Elysian says the world is vastly underestimating the capabilities of battery-electric airlinersElysian Aircraft

90-seat Elysian airliner: 800-1,000-km range on batteries alone

by · New Atlas

A Dutch startup says everyone's hugely underestimating the potential of battery-electric aircraft – that it's possible to build large battery-electric airliners covering distances most assume we'll need hydrogen for. Elysian plans to prove it.

The company doesn't believe it'll need some giant leap in batteries to do it, either; it says it can take 90 passengers some 800 km (497 miles) using a pack with 360 Wh/kg. Amprius, meanwhile, was shipping 450-Wh/kg cells back in 2022, and Chinese giant CATL launched a 500-Wh/kg "condensed" battery last year. Assuming some improvements, Elysian says it'll hit 1,000-km (621-mile) range figures, at which point the E9X aircraft could feasibly cover around 50% of all scheduled commercial flights.

It's quite a leap from the conventional thinking, which assumes that batteries are far too heavy to build airliners around, and really only suitable for small aircraft flying sub-400-km (250-mile) routes. Indeed, most of the action in clean aviation over the last several years has been in the gaseous hydrogen space, with liquid hydrogen a few years behind that and other solutions like ammonia popping up around the fringes.

The company says the E9X will "take to the skies by 2033"Elysian Aircraft

But Elysian says batteries will do just fine. The company cites a couple of TU Delft studies (albeit studies whose lead author, Reynard De Vries, is also Elysian's Director of Design and Engineering) as evidence. According to Venturebeat, the company says the industry's mental block is the result of modern airline designs, which make maximal use of the highly efficient, mature powertrains they run.

When dealing with heavy energy supplies like batteries, the company says you need to go back to the 1960s for inspiration; the first-gen narrow-body aircraft of the day were horribly inefficient, so they needed to carry a lot more fuel than today's big birds to cover long distances.

Thus, the Elysian E9X design features a relatively small fuselage and longer wings than current jets. Its low-mounted wings, complete with upswept tips, house most of the battery mass, as well as the rear landing gear. Elysian says these considerations save a lot of airframe mass, and should also reduce drag by around 15% for a corresponding range boost.

Relatively small-diameter electric props on low-mounted wings with upturned tipsElysian Aircraft

Batteries make vastly more efficient use of energy than hydrogen, in any of its forms. Indeed, the company says you'll get some five times further per unit of energy with a battery-electric airliner than with any hydrogen or SAF-powered aircraft. And indeed, that could well be a consideration as the world moves all of its energy away from fossil fuels and into renewables.

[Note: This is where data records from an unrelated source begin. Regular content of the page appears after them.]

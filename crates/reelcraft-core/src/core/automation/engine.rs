//! Rule Engine
//!
//! Applies automation rules to a generated project in place.
//! Rules run in list order; each enabled rule tests every element of every
//! track independently and applies its actions to the elements that match.
//!
//! Rules that change a field their own conditions test are not idempotent:
//! running them twice may apply them twice.

use serde::{Deserialize, Serialize};
use serde_json::Value;
use tracing::{debug, info, warn};

use super::field::{contains, element_view, loose_equals, resolve_path, to_number, to_text};
use super::models::{AutomationRule, ConditionOperator, RuleAction, RuleActionType, RuleCondition, RuleEffect};
use crate::core::template::{GeneratedContent, GeneratedElement, GeneratedProject};
use crate::core::{CoreError, CoreResult};

/// Outcome of one `apply_rules` call
#[derive(Clone, Debug, Default, PartialEq, Serialize, Deserialize)]
#[serde(rename_all = "camelCase")]
pub struct RuleReport {
    /// Enabled rules that were evaluated
    pub rules_evaluated: usize,
    /// Disabled rules (by id)
    pub rules_skipped: Vec<String>,
    /// Number of (rule, element) pairs whose conditions matched
    pub matches: usize,
    /// Actions applied, in order
    pub effects: Vec<RuleEffect>,
    /// Action types that were ignored
    pub ignored_actions: Vec<String>,
}

impl RuleReport {
    fn ignore(&mut self, action: &RuleActionType) {
        let name = action.to_string();
        if !self.ignored_actions.contains(&name) {
            self.ignored_actions.push(name);
        }
    }
}

/// Evaluates AND-combined conditions against an element view.
///
/// An empty condition list matches every element.
pub fn evaluate_conditions(
    rule_id: &str,
    conditions: &[RuleCondition],
    view: &Value,
) -> CoreResult<bool> {
    for condition in conditions {
        if !evaluate_condition(rule_id, condition, view)? {
            return Ok(false);
        }
    }
    Ok(true)
}

fn evaluate_condition(rule_id: &str, condition: &RuleCondition, view: &Value) -> CoreResult<bool> {
    let actual = resolve_path(view, &condition.field);
    let actual = actual.as_ref();
    let expected = &condition.value;

    let result = match &condition.operator {
        ConditionOperator::Equals => loose_equals(actual, expected),
        ConditionOperator::NotEquals => !loose_equals(actual, expected),
        ConditionOperator::GreaterThan => to_number(actual) > to_number(Some(expected)),
        ConditionOperator::LessThan => to_number(actual) < to_number(Some(expected)),
        ConditionOperator::Contains => contains(actual, expected),
        ConditionOperator::Other(operator) => {
            return Err(CoreError::UnknownRuleOperator {
                rule_id: rule_id.to_string(),
                operator: operator.clone(),
            })
        }
    };
    Ok(result)
}

/// Applies rules to every element of the project.
///
/// All enabled rules are checked for unknown operators before anything is
/// mutated, so an `UnknownRuleOperator` error leaves the project untouched.
/// Applied actions are appended to `project.metadata.rule_effects`.
pub fn apply_rules(
    project: &mut GeneratedProject,
    rules: &[AutomationRule],
) -> CoreResult<RuleReport> {
    for rule in rules.iter().filter(|r| r.enabled) {
        if let Some(operator) = rule.unknown_operators().next() {
            return Err(CoreError::UnknownRuleOperator {
                rule_id: rule.id.clone(),
                operator: operator.to_string(),
            });
        }
    }

    let mut report = RuleReport::default();

    for rule in rules {
        if !rule.enabled {
            debug!("Skipping disabled rule {} ({})", rule.name, rule.id);
            report.rules_skipped.push(rule.id.clone());
            continue;
        }
        report.rules_evaluated += 1;

        for track in &mut project.tracks {
            for index in 0..track.elements.len() {
                let view = element_view(track, &track.elements[index]);
                if !evaluate_conditions(&rule.id, &rule.conditions, &view)? {
                    continue;
                }
                report.matches += 1;

                let element = &mut track.elements[index];
                for action in &rule.actions {
                    if apply_action(element, action, &rule.name, &mut report) {
                        report.effects.push(RuleEffect {
                            rule_id: rule.id.clone(),
                            rule_name: rule.name.clone(),
                            element_id: element.id.clone(),
                            action: action.action_type.clone(),
                            target: action.target.clone(),
                        });
                    }
                }
            }
        }
    }

    project.recompute_duration();
    project
        .metadata
        .rule_effects
        .extend(report.effects.iter().cloned());

    info!(
        "Applied {} rules ({} skipped): {} matches, {} effects",
        report.rules_evaluated,
        report.rules_skipped.len(),
        report.matches,
        report.effects.len()
    );
    Ok(report)
}
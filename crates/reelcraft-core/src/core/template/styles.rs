//! Text and Caption Style Definitions
//!
//! Styling carried by text elements and caption tracks. Styles are plain data
//! so automation rules can address individual properties by name.

use std::collections::BTreeMap;

use serde::{Deserialize, Serialize};

use crate::core::new_id;

// =============================================================================
// Text Style
// =============================================================================

/// Horizontal text alignment
#[derive(Clone, Copy, Debug, Default, PartialEq, Eq, Serialize, Deserialize)]
#[serde(rename_all = "snake_case")]
pub enum TextAlignment {
    Left,
    #[default]
    Center,
    Right,
}

/// Text styling configuration.
///
/// Properties the model does not know about are kept in `extra` so that
/// `set_style` rules and round trips through JSON never lose data.
#[derive(Clone, Debug, PartialEq, Serialize, Deserialize)]
#[serde(rename_all = "camelCase")]
pub struct TextStyleDefinition {
    /// Font family name
    #[serde(default = "default_font_family")]
    pub font_family: String,

    /// Font size in pixels at the template canvas size
    #[serde(default = "default_font_size")]
    pub font_size: f64,

    /// Text color in hex format (#RRGGBB or #RRGGBBAA)
    #[serde(default = "default_color")]
    pub color: String,

    #[serde(default, skip_serializing_if = "Option::is_none")]
    pub background_color: Option<String>,

    #[serde(default)]
    pub alignment: TextAlignment,

    #[serde(default)]
    pub bold: bool,

    #[serde(default)]
    pub italic: bool,

    #[serde(default)]
    pub underline: bool,

    /// Line height multiplier (1.0 = normal)
    #[serde(default = "default_line_height")]
    pub line_height: f64,

    #[serde(default)]
    pub letter_spacing: f64,

    #[serde(default, skip_serializing_if = "Option::is_none")]
    pub stroke_color: Option<String>,

    #[serde(default, skip_serializing_if = "Option::is_none")]
    pub stroke_width: Option<f64>,

    #[serde(flatten)]
    pub extra: BTreeMap<String, serde_json::Value>,
}

fn default_font_family() -> String {
    "Arial".to_string()
}

fn default_font_size() -> f64 {
    48.0
}

fn default_color() -> String {
    "#FFFFFF".to_string()
}

fn default_line_height() -> f64 {
    1.2
}

impl Default for TextStyleDefinition {
    fn default() -> Self {
        Self {
            font_family: default_font_family(),
            font_size: default_font_size(),
            color: default_color(),
            background_color: None,
            alignment: TextAlignment::Center,
            bold: false,
            italic: false,
            underline: false,
            line_height: default_line_height(),
            letter_spacing: 0.0,
            stroke_color: None,
            stroke_width: None,
            extra: BTreeMap::new(),
        }
    }
}

impl TextStyleDefinition {
    pub fn new() -> Self {
        Self::default()
    }

    pub fn with_font_family(mut self, family: impl Into<String>) -> Self {
        self.font_family = family.into();
        self
    }

    pub fn with_font_size(mut self, size: f64) -> Self {
        self.font_size = size.max(1.0);
        self
    }

    pub fn with_color(mut self, color: impl Into<String>) -> Self {
        self.color = color.into();
        self
    }

    pub fn with_bold(mut self, bold: bool) -> Self {
        self.bold = bold;
        self
    }

    /// Writes a single property by its camelCase JSON name.
    ///
    /// Unknown names land in `extra`. Fails if the value has the wrong type
    /// for a known property; the style is left untouched in that case.
    pub fn set_property(
        &mut self,
        name: &str,
        value: serde_json::Value,
    ) -> Result<(), serde_json::Error> {
        let mut json = serde_json::to_value(&*self)?;
        if let serde_json::Value::Object(map) = &mut json {
            map.insert(name.to_string(), value);
        }
        *self = serde_json::from_value(json)?;
        Ok(())
    }
}

// =============================================================================
// Caption Style
// =============================================================================

/// Caption entrance animation
#[derive(Clone, Copy, Debug, Default, PartialEq, Eq, Serialize, Deserialize)]
#[serde(rename_all = "snake_case")]
pub enum CaptionAnimation {
    #[default]
    None,
    Fade,
    Pop,
    Typewriter,
    Karaoke,
    WordHighlight,
}

impl CaptionAnimation {
    /// Parses an editor animation name, falling back to `None`
    pub fn from_name(name: &str) -> Self {
        match name.trim().to_lowercase().replace(['-', ' '], "_").as_str() {
            "fade" | "fade_in" => CaptionAnimation::Fade,
            "pop" | "bounce" => CaptionAnimation::Pop,
            "typewriter" => CaptionAnimation::Typewriter,
            "karaoke" => CaptionAnimation::Karaoke,
            "word_highlight" | "highlight" => CaptionAnimation::WordHighlight,
            _ => CaptionAnimation::None,
        }
    }
}

/// Vertical caption placement
#[derive(Clone, Copy, Debug, Default, PartialEq, Eq, Serialize, Deserialize)]
#[serde(rename_all = "snake_case")]
pub enum CaptionPlacement {
    Top,
    Center,
    #[default]
    Bottom,
}

/// Style shared by all elements of a caption track
#[derive(Clone, Debug, PartialEq, Serialize, Deserialize)]
#[serde(rename_all = "camelCase")]
pub struct CaptionStyleDefinition {
    pub id: String,
    pub name: String,
    pub text_style: TextStyleDefinition,
    #[serde(default)]
    pub animation: CaptionAnimation,
    #[serde(default, skip_serializing_if = "Option::is_none")]
    pub highlight_color: Option<String>,
    /// Words shown together per caption group
    #[serde(default = "default_words_per_group")]
    pub words_per_group: u32,
    #[serde(default = "default_max_lines")]
    pub max_lines: u32,
    #[serde(default)]
    pub placement: CaptionPlacement,
}

fn default_words_per_group() -> u32 {
    3
}

fn default_max_lines() -> u32 {
    2
}

impl CaptionStyleDefinition {
    pub fn new(name: impl Into<String>, text_style: TextStyleDefinition) -> Self {
        Self {
            id: new_id(),
            name: name.into(),
            text_style,
            animation: CaptionAnimation::None,
            highlight_color: None,
            words_per_group: default_words_per_group(),
            max_lines: default_max_lines(),
            placement: CaptionPlacement::Bottom,
        }
    }

    pub fn with_animation(mut self, animation: CaptionAnimation) -> Self {
        self.animation = animation;
        self
    }

    pub fn with_words_per_group(mut self, words: u32) -> Self {
        self.words_per_group = words.max(1);
        self
    }

    /// Placement derived from a vertical percent offset (negative = up)
    pub fn with_placement_from_y(mut self, y_percent: f64) -> Self {
        self.placement = if y_percent < -16.0 {
            CaptionPlacement::Top
        } else if y_percent > 16.0 {
            CaptionPlacement::Bottom
        } else {
            CaptionPlacement::Center
        };
        self
    }
}

#[cfg(test)]
mod tests {
    use super::*;
    use serde_json::json;

    #[test]
    fn test_set_known_property() {
        let mut style = TextStyleDefinition::default();
        style.set_property("fontSize", json!(32)).unwrap();
        assert_eq!(style.font_size, 32.0);
    }

    #[test]
    fn test_set_unknown_property_goes_to_extra() {
        let mut style = TextStyleDefinition::default();
        style.set_property("textShadow", json!("2px 2px #000")).unwrap();
        assert_eq!(style.extra.get("textShadow"), Some(&json!("2px 2px #000")));

        let round_trip: TextStyleDefinition =
            serde_json::from_value(serde_json::to_value(&style).unwrap()).unwrap();
        assert_eq!(round_trip, style);
    }

    #[test]
    fn test_set_property_wrong_type_leaves_style_untouched() {
        let mut style = TextStyleDefinition::default();
        assert!(style.set_property("fontSize", json!("huge")).is_err());
        assert_eq!(style, TextStyleDefinition::default());
    }

    #[test]
    fn test_caption_animation_from_name() {
        assert_eq!(CaptionAnimation::from_name("Word-Highlight"), CaptionAnimation::WordHighlight);
        assert_eq!(CaptionAnimation::from_name("fade"), CaptionAnimation::Fade);
        assert_eq!(CaptionAnimation::from_name("spin"), CaptionAnimation::None);
    }

    #[test]
    fn test_placement_from_y() {
        let style = TextStyleDefinition::default();
        let caption = CaptionStyleDefinition::new("c", style).with_placement_from_y(35.0);
        assert_eq!(caption.placement, CaptionPlacement::Bottom);
        assert_eq!(caption.clone().with_placement_from_y(-40.0).placement, CaptionPlacement::Top);
        assert_eq!(caption.with_placement_from_y(0.0).placement, CaptionPlacement::Center);
    }
}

Elysian says the E9X will "take to the skies" in 2033, and the startup has developed it to this point with the help of some US$10 million in backing from Panta Holdings, which also currently owns the historic Dutch Fokker brand.

Now, time for a bucket of cold water.

If Elysian is really planning to design, prototype, test, certify and go into serial manufacture on a quirky new airframe for a 90-seat commercial airliner, the company will need to dig up billions – probably even tens of billions – of dollars to get there. Even prototyping a beast of this size is no joke; it's not a relatively cheap retrofit you can throw into a second-hand Q400 you picked up for $12.5 million in pocket change.

Ground charging infrastructure won't be a trivial issueElysian Aircraft

And then there's what happens upon landing; battery-electric airliners are going to need some seriously large packs. Charging infrastructure at airports will not be a trivial matter, especially if it's got to turn the plane around and get it back airborne quickly; you're probably talking about pushing several megawatts. The batteries need to be able to repeatedly handle that kind of load without degrading themselves out of service within a year or two. Or maybe you could swap them out, but that introduces another level of complexity in the vehicles and storage/charging procedures you'd need on the ground.

Hydrogen faces fueling infrastructure issues too, but then everyone from Universal Hydrogen to ZeroAvia to Airbus and beyond is working in that direction, while Elysian represents a party of one at this stage proposing full-sized battery airliners.

So, as with all audacious new aviation ventures, the deck is stacked against Elysian in its quest to decarbonize the skies. But those skies do need to be decarbonized, so we'll be following with interest.